*** Opening Provided records ***

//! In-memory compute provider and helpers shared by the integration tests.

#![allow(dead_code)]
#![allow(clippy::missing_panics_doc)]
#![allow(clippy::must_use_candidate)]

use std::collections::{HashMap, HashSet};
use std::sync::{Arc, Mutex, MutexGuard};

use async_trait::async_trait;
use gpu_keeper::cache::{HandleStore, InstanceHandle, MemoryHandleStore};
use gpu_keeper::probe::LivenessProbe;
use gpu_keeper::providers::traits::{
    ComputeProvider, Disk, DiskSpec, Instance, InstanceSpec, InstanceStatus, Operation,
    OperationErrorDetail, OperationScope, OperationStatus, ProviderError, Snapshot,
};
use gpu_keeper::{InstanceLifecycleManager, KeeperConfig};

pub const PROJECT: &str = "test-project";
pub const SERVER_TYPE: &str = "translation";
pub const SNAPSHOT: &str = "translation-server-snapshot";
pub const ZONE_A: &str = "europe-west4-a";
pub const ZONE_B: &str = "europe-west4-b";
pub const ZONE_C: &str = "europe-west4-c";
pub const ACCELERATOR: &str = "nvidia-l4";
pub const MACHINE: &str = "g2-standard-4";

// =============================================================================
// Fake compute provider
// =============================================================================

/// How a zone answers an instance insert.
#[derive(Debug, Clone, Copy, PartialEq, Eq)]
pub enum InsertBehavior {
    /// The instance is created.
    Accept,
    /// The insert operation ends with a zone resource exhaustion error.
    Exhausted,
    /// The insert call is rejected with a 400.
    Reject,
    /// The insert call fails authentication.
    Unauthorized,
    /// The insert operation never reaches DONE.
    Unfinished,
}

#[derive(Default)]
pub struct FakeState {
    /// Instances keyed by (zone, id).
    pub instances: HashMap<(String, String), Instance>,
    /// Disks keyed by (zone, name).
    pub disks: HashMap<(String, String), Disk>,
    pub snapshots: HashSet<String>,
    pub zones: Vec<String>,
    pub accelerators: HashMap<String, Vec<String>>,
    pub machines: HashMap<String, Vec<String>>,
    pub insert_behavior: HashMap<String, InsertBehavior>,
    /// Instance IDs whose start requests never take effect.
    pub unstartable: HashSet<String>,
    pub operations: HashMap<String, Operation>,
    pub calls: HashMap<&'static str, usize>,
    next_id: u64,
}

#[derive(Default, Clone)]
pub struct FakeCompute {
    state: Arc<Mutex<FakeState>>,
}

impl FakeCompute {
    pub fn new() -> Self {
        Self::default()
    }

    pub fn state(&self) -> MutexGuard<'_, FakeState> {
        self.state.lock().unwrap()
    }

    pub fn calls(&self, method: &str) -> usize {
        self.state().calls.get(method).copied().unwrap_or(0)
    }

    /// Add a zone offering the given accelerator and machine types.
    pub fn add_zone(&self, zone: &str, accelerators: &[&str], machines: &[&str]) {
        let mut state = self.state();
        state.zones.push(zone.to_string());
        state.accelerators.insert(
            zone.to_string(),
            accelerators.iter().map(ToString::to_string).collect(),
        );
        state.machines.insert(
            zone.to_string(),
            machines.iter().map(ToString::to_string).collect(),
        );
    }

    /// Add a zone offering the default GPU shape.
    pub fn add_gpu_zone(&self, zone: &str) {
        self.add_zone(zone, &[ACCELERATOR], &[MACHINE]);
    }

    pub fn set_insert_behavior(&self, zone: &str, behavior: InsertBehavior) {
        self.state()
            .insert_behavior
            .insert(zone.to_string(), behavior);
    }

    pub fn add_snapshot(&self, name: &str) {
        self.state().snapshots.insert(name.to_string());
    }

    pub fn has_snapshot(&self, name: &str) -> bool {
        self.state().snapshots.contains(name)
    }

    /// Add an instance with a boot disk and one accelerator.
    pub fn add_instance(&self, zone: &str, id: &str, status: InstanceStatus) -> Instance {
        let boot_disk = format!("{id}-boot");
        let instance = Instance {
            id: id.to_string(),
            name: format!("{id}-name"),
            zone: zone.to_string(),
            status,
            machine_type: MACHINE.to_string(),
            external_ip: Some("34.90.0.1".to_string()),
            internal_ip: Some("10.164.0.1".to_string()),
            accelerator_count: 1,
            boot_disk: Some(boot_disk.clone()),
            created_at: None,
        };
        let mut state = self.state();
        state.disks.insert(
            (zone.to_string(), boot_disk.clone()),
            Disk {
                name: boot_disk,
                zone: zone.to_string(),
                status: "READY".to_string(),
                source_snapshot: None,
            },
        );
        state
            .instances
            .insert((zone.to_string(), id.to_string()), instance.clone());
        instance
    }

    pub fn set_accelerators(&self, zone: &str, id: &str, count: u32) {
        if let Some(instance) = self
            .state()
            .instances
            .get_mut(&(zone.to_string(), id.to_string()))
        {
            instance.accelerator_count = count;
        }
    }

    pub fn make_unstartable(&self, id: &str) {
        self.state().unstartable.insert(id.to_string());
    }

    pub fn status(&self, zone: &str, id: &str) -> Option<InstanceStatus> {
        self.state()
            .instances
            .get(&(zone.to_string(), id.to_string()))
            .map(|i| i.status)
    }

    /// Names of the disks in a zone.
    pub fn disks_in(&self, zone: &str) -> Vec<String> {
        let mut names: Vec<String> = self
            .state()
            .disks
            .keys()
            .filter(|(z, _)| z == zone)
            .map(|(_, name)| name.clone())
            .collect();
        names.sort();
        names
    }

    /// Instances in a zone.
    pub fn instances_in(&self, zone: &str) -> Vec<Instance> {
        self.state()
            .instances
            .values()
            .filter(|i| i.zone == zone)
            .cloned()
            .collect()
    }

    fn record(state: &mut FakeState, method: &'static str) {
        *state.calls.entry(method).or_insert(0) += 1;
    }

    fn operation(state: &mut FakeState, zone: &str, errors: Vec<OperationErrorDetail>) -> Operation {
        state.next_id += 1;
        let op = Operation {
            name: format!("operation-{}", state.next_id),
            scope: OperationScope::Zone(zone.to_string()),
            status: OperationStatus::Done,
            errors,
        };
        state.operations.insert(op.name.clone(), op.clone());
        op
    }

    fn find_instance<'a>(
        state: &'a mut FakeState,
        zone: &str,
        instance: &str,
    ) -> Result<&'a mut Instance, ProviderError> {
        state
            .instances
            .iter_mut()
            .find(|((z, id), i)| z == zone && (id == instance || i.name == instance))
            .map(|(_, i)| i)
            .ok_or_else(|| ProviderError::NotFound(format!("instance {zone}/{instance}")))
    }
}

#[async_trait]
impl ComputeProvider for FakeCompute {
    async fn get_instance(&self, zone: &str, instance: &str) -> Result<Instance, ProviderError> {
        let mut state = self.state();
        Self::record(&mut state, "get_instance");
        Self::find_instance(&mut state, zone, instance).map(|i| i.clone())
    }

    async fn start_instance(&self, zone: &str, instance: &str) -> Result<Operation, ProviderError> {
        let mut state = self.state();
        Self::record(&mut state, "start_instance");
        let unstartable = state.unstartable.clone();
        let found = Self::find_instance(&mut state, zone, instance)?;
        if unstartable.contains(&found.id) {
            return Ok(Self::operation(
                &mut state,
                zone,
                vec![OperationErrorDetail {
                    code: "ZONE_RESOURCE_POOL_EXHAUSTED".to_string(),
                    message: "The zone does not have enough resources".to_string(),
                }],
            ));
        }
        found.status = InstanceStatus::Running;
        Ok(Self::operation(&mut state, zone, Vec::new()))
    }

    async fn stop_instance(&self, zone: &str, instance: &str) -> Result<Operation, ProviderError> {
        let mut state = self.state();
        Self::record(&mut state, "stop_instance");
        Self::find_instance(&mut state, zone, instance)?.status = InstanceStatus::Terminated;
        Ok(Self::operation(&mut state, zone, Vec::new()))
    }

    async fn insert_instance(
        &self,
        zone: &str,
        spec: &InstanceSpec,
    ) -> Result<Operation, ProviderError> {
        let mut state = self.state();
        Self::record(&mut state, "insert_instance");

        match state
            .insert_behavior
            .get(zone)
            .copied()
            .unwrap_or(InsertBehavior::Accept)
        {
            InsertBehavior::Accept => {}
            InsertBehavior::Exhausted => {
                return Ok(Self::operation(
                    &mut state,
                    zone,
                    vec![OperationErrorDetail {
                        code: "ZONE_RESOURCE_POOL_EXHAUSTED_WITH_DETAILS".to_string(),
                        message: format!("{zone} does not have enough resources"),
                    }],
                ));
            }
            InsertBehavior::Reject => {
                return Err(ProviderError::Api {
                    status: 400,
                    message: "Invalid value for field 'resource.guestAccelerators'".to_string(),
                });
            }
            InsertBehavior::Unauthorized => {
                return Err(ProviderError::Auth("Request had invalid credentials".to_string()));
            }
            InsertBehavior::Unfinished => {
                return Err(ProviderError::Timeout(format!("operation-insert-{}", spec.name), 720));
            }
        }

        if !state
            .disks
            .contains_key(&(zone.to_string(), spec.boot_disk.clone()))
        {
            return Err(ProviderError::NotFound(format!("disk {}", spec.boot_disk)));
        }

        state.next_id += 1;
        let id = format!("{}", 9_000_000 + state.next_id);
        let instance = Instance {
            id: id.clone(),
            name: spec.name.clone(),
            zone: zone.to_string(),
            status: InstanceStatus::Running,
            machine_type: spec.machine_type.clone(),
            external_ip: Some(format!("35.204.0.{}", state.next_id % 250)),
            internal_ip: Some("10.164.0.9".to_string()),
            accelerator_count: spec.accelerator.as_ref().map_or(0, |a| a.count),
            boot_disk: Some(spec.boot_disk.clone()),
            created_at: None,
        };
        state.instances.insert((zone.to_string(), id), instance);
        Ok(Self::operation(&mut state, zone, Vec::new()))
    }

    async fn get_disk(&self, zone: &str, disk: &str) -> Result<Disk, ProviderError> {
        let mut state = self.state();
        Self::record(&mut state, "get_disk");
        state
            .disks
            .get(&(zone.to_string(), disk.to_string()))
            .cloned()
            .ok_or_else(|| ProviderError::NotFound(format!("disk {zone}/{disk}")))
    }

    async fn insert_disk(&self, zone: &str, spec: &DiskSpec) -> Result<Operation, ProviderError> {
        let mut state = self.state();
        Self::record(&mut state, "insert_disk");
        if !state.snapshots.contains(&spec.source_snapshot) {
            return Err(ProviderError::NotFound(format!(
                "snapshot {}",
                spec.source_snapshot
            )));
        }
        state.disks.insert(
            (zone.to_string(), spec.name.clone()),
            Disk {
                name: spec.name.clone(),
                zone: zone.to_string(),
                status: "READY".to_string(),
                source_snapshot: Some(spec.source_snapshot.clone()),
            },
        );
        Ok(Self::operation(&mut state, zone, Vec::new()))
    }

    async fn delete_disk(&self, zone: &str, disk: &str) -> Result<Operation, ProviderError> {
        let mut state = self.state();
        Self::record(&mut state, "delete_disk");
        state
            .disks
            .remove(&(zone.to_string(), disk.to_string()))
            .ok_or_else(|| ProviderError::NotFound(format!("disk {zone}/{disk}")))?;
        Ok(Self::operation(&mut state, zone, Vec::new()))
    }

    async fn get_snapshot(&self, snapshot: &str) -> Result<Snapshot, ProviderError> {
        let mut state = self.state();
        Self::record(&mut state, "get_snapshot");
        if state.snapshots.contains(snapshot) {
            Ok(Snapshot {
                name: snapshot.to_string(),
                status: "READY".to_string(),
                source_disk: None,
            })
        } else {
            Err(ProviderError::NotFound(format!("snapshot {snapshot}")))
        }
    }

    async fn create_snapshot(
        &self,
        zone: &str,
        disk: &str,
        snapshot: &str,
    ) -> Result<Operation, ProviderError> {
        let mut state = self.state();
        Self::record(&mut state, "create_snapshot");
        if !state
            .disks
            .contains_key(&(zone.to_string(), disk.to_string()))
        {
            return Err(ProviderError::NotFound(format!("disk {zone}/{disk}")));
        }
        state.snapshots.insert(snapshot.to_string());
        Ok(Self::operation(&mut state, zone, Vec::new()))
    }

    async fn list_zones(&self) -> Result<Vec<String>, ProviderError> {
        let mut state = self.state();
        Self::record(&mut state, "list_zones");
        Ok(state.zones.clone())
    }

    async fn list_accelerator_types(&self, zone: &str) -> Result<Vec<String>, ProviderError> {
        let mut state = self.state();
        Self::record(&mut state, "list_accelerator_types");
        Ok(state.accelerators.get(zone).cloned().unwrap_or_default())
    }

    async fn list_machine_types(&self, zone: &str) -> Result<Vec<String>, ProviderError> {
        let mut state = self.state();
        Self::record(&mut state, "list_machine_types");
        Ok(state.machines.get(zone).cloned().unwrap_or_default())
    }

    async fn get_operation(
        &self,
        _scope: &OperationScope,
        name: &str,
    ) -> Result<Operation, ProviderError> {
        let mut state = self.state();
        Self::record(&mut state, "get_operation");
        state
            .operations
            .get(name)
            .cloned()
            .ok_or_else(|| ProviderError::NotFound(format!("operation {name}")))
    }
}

*** Closing Provided records ***

Retype exactly the lines of the data above, starting at its first line and finishing with the line that has "use async_trait::async_trait;" in it.

**Response**
//! In-memory compute provider and helpers shared by the integration tests.

#![allow(dead_code)]
#![allow(clippy::missing_panics_doc)]
#![allow(clippy::must_use_candidate)]

use std::collections::{HashMap, HashSet};
use std::sync::{Arc, Mutex, MutexGuard};

use async_trait::async_trait;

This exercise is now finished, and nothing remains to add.